### [BRIEF]
Beginning with the opening line, restate the following material exactly, up through the line that contains "use crate::lifecycle::Shutdown;".

### [RECORDS TO PROCESS]
[Start of Attachment]

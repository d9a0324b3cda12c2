//! OS signal handling.
//!
//! # Responsibilities
//! - Listen for SIGTERM (sent by the runtime before freezing or
//!   recycling an instance) and Ctrl-C (local runs)
//! - Translate either into the shared shutdown signal
//!
//! # Design Decisions
//! - Uses Tokio's signal handling (async-safe)
//! - A handler that cannot be installed is logged and ignored; the
//!   other signal still works

use tokio::signal;

use crate::lifecycle::Shutdown;

/// Wait for the first termination signal.
pub async fn wait_for_signal() {
    let ctrl_c = async {
        if let Err(e) = signal::ctrl_c().await {
            tracing::warn!(error = %e, "Cannot listen for Ctrl-C");
            std::future::pending::<()>().await;
        }
    };

    #[cfg(unix)]
    let terminate = async {
        match signal::unix::signal(signal::unix::SignalKind::terminate()) {
            Ok(mut stream) => {
                stream.recv().await;
            }
            Err(e) => {
                tracing::warn!(error = %e, "Cannot listen for SIGTERM");
                std::future::pending::<()>().await;
            }
        }
    };

    #[cfg(not(unix))]
    let terminate = std::future::pending::<()>();

    tokio::select! {
        _ = ctrl_c => tracing::info!(signal = "SIGINT", "Shutdown signal received"),
        _ = terminate => tracing::info!(signal = "SIGTERM", "Shutdown signal received"),
    }
}

/// Trigger `shutdown` when a termination signal arrives.
pub fn spawn_signal_listener(shutdown: Shutdown) -> tokio::task::JoinHandle<()> {
    tokio::spawn(async move {
        wait_for_signal().await;
        shutdown.trigger();
    })
}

[End of Attachment]

### [OUTPUT FOR THIS EXERCISE]
repository d9a0324b3cda12c2
//! OS signal handling.
//!
//! # Responsibilities
//! - Listen for SIGTERM (sent by the runtime before freezing or
//!   recycling an instance) and Ctrl-C (local runs)
//! - Translate either into the shared shutdown signal
//!
//! # Design Decisions
//! - Uses Tokio's signal handling (async-safe)
//! - A handler that cannot be installed is logged and ignored; the
//!   other signal still works

use tokio::signal;

use crate::lifecycle::Shutdown;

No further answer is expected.